Research Projects
Reversible storage of hydrogen in titanium dioxide nanotubes
2006
Supervised by Dr Alexei Lapkin (Department of Chemical Engineering, University of Bath) and Prof. Steve Parker (Department of Chemistry, University of Bath).
Sol-gel and microwave processing of titanium dioxide for dye-sensitised solar cells
2002-2005
Supervised by Prof. Yi-Bing Cheng (Department of Materials Engineering, Monash University), Dr Leone Spiccia (School of Chemistry, Monash University) and Prof. George Simon (Department of Materials Engineering, Monash University).
The aims of this work were to enhance fundamental understanding of microwave processing of nanostructured TiO2 films, improve the manufacturing process for a new generation of solar cells and allow the production of flexible, solar cells on polymer substrates, whilst maintaining good solar cell efficiencies.
Molecular dynamics modelling of the dielectric properties of titanium dioxide
2003-2005
The aim of this work was to determine the dielectric properties of bulk and nanostructured TiO2 and to explore the possibility of using this modelling technique to explain and predict the behaviour of materials during microwave heating.In collaboration with Prof. Simon de Leeuw at the Delft University of Technology, The Netherlands.
Finite element modelling of the thermal behaviour of thin films of titanium dioxide on glass substrates
2004-2005
In experimental work, it was observed that glass, coated with a conductive layer of tin oxide, cracks easily during microwave heating; the aim of this modelling work was to investigate this phenomenon. Through the use of modelling, it was possible to explain the experimental observation that the presence of a TiO2 film on the glass substrate raises the temperature at which the cracking occurs.
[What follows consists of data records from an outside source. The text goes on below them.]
//! Configuration loading from disk.

use std::fs;
use std::path::Path;

use thiserror::Error;

use crate::config::schema::GatewayConfig;
use crate::config::validation::{validate_config, ValidationError};

/// Error type for configuration loading.
#[derive(Debug, Error)]
pub enum ConfigError {
    #[error("IO error: {0}")]
    Io(#[from] std::io::Error),

    #[error("Parse error: {0}")]
    Parse(#[from] toml::de::Error),

    #[error("Validation failed: {}", join(.0))]
    Validation(Vec<ValidationError>),
}

fn join(errors: &[ValidationError]) -> String {
    errors
        .iter()
        .map(ToString::to_string)
        .collect::<Vec<_>>()
        .join(", ")
}

/// Parse and validate configuration from TOML text.
pub fn parse_config(content: &str) -> Result<GatewayConfig, ConfigError> {
    let config: GatewayConfig = toml::from_str(content)?;
    validate_config(&config).map_err(ConfigError::Validation)?;
    Ok(config)
}

/// Load and validate configuration from a TOML file.
pub fn load_config(path: &Path) -> Result<GatewayConfig, ConfigError> {
    let content = fs::read_to_string(path)?;
    parse_config(&content)
}

#[cfg(test)]
mod tests {
    use super::*;

    #[test]
    fn test_parse_error_reported() {
        let err = parse_config("routes = 5").unwrap_err();
        assert!(matches!(err, ConfigError::Parse(_)));
    }

    #[test]
    fn test_bad_shortcut_is_a_parse_error() {
        let err = parse_config(
            r#"
            [[routes]]
            id = "r"
            uri = "http://localhost"
            predicates = ["NoSeparator"]
            "#,
        )
        .unwrap_err();
        assert!(matches!(err, ConfigError::Parse(_)));
    }

    #[test]
    fn test_validation_errors_collected() {
        let err = parse_config(
            r#"
            [timeouts]
            request_secs = 0

            [[routes]]
            id = "a"
            uri = "http://localhost"

            [[routes]]
            id = "a"
            uri = "http://localhost"
            predicates = ["Path=/a"]
            "#,
        )
        .unwrap_err();
        match err {
            ConfigError::Validation(errors) => assert_eq!(errors.len(), 2),
            other => panic!("unexpected error: {other}"),
        }
    }

    #[test]
    fn test_route_without_predicates_does_not_reject_config() {
        let config = parse_config(
            r#"
            [[routes]]
            id = "good"
            uri = "http://localhost"
            predicates = ["Path=/good/**"]

            [[routes]]
            id = "bad"
            uri = "http://localhost"
            "#,
        )
        .unwrap();
        assert_eq!(config.routes.len(), 2);
    }

    #[test]
    fn test_missing_file() {
        let err = load_config(Path::new("/definitely/not/here.toml")).unwrap_err();
        assert!(matches!(err, ConfigError::Io(_)));
    }
}
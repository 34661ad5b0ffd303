//! Edge gateway binary.
//!
//! # Architecture Overview
//!
//! ```text
//!     config.toml ──▶ loader ──▶ RouteDefinitionLocator ──▶ RouteDefinitionRouteLocator
//!                                                               │ (factory registry)
//!                                                               ▼
//!     Client ──▶ axum server ──▶ RouteTable (arc-swap) ──▶ filter chain
//!                                                               │
//!                                     forward:// ◀──────────────┼──────────▶ http://
//!                                  local dispatcher                      upstream backend
//! ```
//!
//! A config watcher recompiles the route table on every valid file change.

use std::path::PathBuf;
use std::sync::Arc;

use arc_swap::ArcSwap;
use clap::Parser;
use tokio::net::TcpListener;
use tokio::sync::{broadcast, mpsc};

use edge_gateway::config::{load_config, ConfigRouteDefinitionLocator, ConfigWatcher, GatewayConfig};
use edge_gateway::lifecycle::{wait_for_signal, Shutdown};
use edge_gateway::observability::{logging, metrics};
use edge_gateway::routing::events::LoggingPublisher;
use edge_gateway::routing::{default_registry, FactoryRegistry, RouteDefinitionRouteLocator, RouteTable};
use edge_gateway::HttpServer;

#[derive(Parser)]
#[command(name = "edge-gateway")]
#[command(about = "Declarative edge gateway", long_about = None)]
struct Cli {
    /// Path to the TOML configuration file.
    #[arg(short, long)]
    config: Option<PathBuf>,

    /// Do not reload the configuration when the file changes.
    #[arg(long)]
    no_watch: bool,
}

#[tokio::main]
async fn main() -> Result<(), Box<dyn std::error::Error>> {
    let cli = Cli::parse();

    let config = match &cli.config {
        Some(path) => load_config(path)?,
        None => GatewayConfig::default(),
    };

    logging::init(&config.observability.log_level);
    tracing::info!(version = env!("CARGO_PKG_VERSION"), "edge-gateway starting");
    tracing::info!(
        bind_address = %config.listener.bind_address,
        routes = config.routes.len(),
        default_filters = config.default_filters.len(),
        request_timeout_secs = config.timeouts.request_secs,
        "Configuration loaded"
    );

    if config.observability.metrics_enabled {
        match config.observability.metrics_address.parse() {
            Ok(addr) => metrics::init_metrics(addr),
            Err(_) => tracing::error!(
                metrics_address = %config.observability.metrics_address,
                "Failed to parse metrics address"
            ),
        }
    }

    let registry = Arc::new(default_registry());
    tracing::debug!(registry = ?registry, "Factories registered");

    let definitions = Arc::new(ConfigRouteDefinitionLocator::new(&config));
    let table = compile(&definitions, &registry, &config).await;
    tracing::info!(
        compiled = table.len(),
        declared = config.routes.len(),
        "Routes compiled"
    );
    let routes = Arc::new(ArcSwap::from_pointee(table));

    let shutdown = Shutdown::new();

    // Keep the watcher handle alive for the lifetime of the server.
    let _watcher = match (&cli.config, cli.no_watch) {
        (Some(path), false) => {
            let (watcher, updates) = ConfigWatcher::new(path);
            let handle = watcher.run()?;
            tokio::spawn(reload_routes(
                updates,
                definitions.clone(),
                registry.clone(),
                routes.clone(),
                shutdown.subscribe(),
            ));
            Some(handle)
        }
        _ => None,
    };

    let listener = TcpListener::bind(&config.listener.bind_address).await?;
    tracing::info!(address = %listener.local_addr()?, "Listening for connections");

    let server = HttpServer::new(&config, routes);
    tokio::spawn(wait_for_signal(shutdown.clone()));
    server.run(listener, shutdown.subscribe()).await?;

    tracing::info!("Shutdown complete");
    Ok(())
}

async fn compile(
    definitions: &Arc<ConfigRouteDefinitionLocator>,
    registry: &Arc<FactoryRegistry>,
    config: &GatewayConfig,
) -> RouteTable {
    RouteDefinitionRouteLocator::from_config(definitions.clone(), registry.clone(), config)
        .with_publisher(Arc::new(LoggingPublisher))
        .route_table()
        .await
}

/// Recompile and swap the route table for every reloaded configuration.
async fn reload_routes(
    mut updates: mpsc::UnboundedReceiver<GatewayConfig>,
    definitions: Arc<ConfigRouteDefinitionLocator>,
    registry: Arc<FactoryRegistry>,
    routes: Arc<ArcSwap<RouteTable>>,
    mut shutdown: broadcast::Receiver<()>,
) {
    loop {
        tokio::select! {
            Some(config) = updates.recv() => {
                definitions.reload(&config);
                let table = compile(&definitions, &registry, &config).await;
                tracing::info!(compiled = table.len(), declared = config.routes.len(), "Route table swapped");
                routes.store(Arc::new(table));
            }
            _ = shutdown.recv() => break,
            else => break,
        }
    }
    tracing::debug!("Route reload loop stopped");
}
//! Upstream transport: the terminal stage for network targets.
//!
//! # Responsibilities
//! - Forward the exchange to the resolved `http` URL
//! - Propagate the request id to the backend
//! - Store the backend response on the exchange
//!
//! # Design Decisions
//! - Skips exchanges that another stage already routed
//! - Outbound path comes from the exchange, so path-rewriting filters apply
//! - Cancellation aborts the in-flight upstream call

use std::time::Duration;

use async_trait::async_trait;
use axum::body::Body;
use axum::http::{header, HeaderValue, Uri};
use axum::response::Response;
use hyper::body::Incoming;
use hyper_util::client::legacy::{connect::HttpConnector, Client};
use hyper_util::rt::TokioExecutor;

use crate::error::GatewayError;
use crate::filter::Handler;
use crate::http::exchange::{Exchange, X_REQUEST_ID};
use crate::routing::router::request_url;

/// Forwards requests to upstream backends with the hyper-util client.
#[derive(Clone)]
pub struct HttpTransport {
    client: Client<HttpConnector, Body>,
}

impl HttpTransport {
    pub fn new(connect_timeout: Duration) -> Self {
        let mut connector = HttpConnector::new();
        connector.set_connect_timeout(Some(connect_timeout));
        Self {
            client: Client::builder(TokioExecutor::new()).build(connector),
        }
    }
}

impl Default for HttpTransport {
    fn default() -> Self {
        Self::new(Duration::from_secs(5))
    }
}

#[async_trait]
impl Handler for HttpTransport {
    async fn handle(&self, exchange: &mut Exchange) -> Result<(), GatewayError> {
        if exchange.is_already_routed() {
            return Ok(());
        }
        let base = exchange
            .request_url()
            .ok_or(GatewayError::MissingRequestUrl)?;
        if base.scheme() != "http" {
            return Err(GatewayError::UnsupportedScheme(base.scheme().to_string()));
        }

        let target = request_url(base, exchange);
        let uri: Uri = target
            .as_str()
            .parse()
            .map_err(|e| GatewayError::Upstream(format!("invalid upstream uri '{}': {}", target, e)))?;
        exchange.mark_routed();

        let mut request = exchange.take_request();
        *request.uri_mut() = uri;
        request.headers_mut().remove(header::HOST);
        if let Ok(value) = HeaderValue::from_str(exchange.request_id()) {
            request.headers_mut().insert(X_REQUEST_ID, value);
        }

        tracing::debug!(
            request_id = %exchange.request_id(),
            upstream = %target,
            "Forwarding request upstream"
        );

        let response: hyper::Response<Incoming> = tokio::select! {
            result = self.client.request(request) => result.map_err(|e| {
                tracing::error!(request_id = %exchange.request_id(), upstream = %target, error = %e, "Upstream error");
                GatewayError::Upstream(e.to_string())
            })?,
            _ = exchange.cancellation().cancelled() => return Err(GatewayError::Cancelled),
        };

        exchange.set_response(into_gateway_response(response));
        Ok(())
    }
}

/// Re-wrap the streamed upstream body without buffering it.
fn into_gateway_response(response: hyper::Response<Incoming>) -> Response {
    let (parts, body) = response.into_parts();
    Response::from_parts(parts, Body::new(body))
}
Synthesis and characterisation of hydroxy-fluorapatite materials
2001-2002
The aim of this work was to assess the potential of these materials as biomaterials, by investigating the effect of various concentrations of fluoride on the synthesis and crystal structure of these apatites. It was shown that the presence of fluoride improves the stability of the apatite structure, indicating that these fluoride-substituted materials may be useful for biomedical applications.In collaboration with Dr Kārlis Gross and Dr Luis Rodríguez-Lorenzo at Monash University, Australia.